▶ [DATA FOR ANALYSIS]:
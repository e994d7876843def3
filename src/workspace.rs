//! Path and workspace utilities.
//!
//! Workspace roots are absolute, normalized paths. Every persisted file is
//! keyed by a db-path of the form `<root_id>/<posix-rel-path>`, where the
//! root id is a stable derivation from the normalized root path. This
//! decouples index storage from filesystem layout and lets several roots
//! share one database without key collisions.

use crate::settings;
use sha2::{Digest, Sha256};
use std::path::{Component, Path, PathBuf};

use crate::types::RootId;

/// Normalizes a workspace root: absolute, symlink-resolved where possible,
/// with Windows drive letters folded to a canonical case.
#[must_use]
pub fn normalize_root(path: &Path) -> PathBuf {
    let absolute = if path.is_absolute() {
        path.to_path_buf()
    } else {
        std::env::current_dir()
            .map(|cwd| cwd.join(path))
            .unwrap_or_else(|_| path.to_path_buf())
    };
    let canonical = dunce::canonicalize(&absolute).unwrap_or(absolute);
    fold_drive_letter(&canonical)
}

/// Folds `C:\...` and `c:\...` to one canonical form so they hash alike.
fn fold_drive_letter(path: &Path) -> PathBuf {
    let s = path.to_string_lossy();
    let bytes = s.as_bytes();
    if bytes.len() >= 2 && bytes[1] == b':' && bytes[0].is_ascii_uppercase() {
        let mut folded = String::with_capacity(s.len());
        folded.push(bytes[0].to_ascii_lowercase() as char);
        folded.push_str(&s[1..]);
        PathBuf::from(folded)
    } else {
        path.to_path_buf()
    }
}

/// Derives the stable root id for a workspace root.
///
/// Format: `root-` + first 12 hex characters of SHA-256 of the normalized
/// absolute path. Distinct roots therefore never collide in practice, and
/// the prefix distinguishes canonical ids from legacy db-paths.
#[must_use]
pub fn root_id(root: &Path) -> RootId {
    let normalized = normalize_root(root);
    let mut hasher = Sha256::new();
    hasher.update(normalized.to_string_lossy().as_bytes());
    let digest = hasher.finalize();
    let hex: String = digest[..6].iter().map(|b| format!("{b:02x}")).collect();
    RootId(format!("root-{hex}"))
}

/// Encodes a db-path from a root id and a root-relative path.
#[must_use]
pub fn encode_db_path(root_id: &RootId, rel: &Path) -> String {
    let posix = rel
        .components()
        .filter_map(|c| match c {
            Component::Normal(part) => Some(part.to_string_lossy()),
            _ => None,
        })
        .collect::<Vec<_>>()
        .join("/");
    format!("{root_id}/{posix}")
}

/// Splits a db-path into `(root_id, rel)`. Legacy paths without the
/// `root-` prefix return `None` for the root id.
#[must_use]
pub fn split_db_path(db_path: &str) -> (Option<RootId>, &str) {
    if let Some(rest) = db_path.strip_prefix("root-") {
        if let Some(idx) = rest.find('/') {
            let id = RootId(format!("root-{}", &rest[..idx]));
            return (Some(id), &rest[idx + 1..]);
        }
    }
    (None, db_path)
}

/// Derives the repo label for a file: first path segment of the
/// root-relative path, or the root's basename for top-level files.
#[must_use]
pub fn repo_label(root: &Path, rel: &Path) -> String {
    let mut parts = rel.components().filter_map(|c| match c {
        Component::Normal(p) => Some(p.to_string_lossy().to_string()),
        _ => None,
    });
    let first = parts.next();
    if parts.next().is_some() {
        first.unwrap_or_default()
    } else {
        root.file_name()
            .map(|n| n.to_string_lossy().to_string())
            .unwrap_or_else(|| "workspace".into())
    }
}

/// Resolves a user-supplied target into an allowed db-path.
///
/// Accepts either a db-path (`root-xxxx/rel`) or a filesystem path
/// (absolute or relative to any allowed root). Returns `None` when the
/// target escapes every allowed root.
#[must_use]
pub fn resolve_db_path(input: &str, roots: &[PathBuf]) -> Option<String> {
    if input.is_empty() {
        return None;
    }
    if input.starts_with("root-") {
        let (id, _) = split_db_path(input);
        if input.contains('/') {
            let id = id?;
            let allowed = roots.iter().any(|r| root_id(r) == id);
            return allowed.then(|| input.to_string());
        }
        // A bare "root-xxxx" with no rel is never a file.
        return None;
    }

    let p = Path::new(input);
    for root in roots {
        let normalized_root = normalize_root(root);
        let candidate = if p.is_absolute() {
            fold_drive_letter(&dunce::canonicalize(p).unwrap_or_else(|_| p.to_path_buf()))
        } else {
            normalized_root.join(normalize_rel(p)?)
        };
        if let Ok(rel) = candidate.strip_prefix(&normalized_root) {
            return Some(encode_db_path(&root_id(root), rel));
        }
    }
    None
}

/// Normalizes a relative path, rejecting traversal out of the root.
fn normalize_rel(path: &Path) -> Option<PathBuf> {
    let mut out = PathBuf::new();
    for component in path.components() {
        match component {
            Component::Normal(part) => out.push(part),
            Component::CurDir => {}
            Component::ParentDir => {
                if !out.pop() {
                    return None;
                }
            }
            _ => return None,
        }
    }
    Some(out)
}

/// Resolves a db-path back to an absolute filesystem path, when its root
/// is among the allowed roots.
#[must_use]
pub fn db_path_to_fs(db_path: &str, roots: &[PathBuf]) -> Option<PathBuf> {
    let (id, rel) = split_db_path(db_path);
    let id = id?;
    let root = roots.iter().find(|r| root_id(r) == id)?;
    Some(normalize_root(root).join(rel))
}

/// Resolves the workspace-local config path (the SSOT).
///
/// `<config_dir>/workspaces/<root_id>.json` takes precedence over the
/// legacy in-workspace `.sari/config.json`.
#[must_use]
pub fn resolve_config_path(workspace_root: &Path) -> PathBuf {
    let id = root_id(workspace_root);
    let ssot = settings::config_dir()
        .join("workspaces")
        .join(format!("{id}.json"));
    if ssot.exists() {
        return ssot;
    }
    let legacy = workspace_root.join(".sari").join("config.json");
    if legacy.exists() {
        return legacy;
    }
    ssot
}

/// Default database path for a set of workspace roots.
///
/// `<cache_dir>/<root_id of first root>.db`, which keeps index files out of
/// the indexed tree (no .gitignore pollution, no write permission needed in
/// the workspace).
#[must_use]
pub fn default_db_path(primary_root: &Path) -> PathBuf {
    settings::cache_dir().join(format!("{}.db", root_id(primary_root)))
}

▶ [AIM OF THE TASK]:
Restate word for word the entries above, starting at the line with "lets several roots" and ending at the line with "let mut hasher = Sha256::new();", inclusive, and no others.

▶ [WRITTEN SOLUTION]:
//! decouples index storage from filesystem layout and lets several roots
//! share one database without key collisions.

use crate::settings;
use sha2::{Digest, Sha256};
use std::path::{Component, Path, PathBuf};

use crate::types::RootId;

/// Normalizes a workspace root: absolute, symlink-resolved where possible,
/// with Windows drive letters folded to a canonical case.
#[must_use]
pub fn normalize_root(path: &Path) -> PathBuf {
    let absolute = if path.is_absolute() {
        path.to_path_buf()
    } else {
        std::env::current_dir()
            .map(|cwd| cwd.join(path))
            .unwrap_or_else(|_| path.to_path_buf())
    };
    let canonical = dunce::canonicalize(&absolute).unwrap_or(absolute);
    fold_drive_letter(&canonical)
}

/// Folds `C:\...` and `c:\...` to one canonical form so they hash alike.
fn fold_drive_letter(path: &Path) -> PathBuf {
    let s = path.to_string_lossy();
    let bytes = s.as_bytes();
    if bytes.len() >= 2 && bytes[1] == b':' && bytes[0].is_ascii_uppercase() {
        let mut folded = String::with_capacity(s.len());
        folded.push(bytes[0].to_ascii_lowercase() as char);
        folded.push_str(&s[1..]);
        PathBuf::from(folded)
    } else {
        path.to_path_buf()
    }
}

/// Derives the stable root id for a workspace root.
///
/// Format: `root-` + first 12 hex characters of SHA-256 of the normalized
/// absolute path. Distinct roots therefore never collide in practice, and
/// the prefix distinguishes canonical ids from legacy db-paths.
#[must_use]
pub fn root_id(root: &Path) -> RootId {
    let normalized = normalize_root(root);
    let mut hasher = Sha256::new();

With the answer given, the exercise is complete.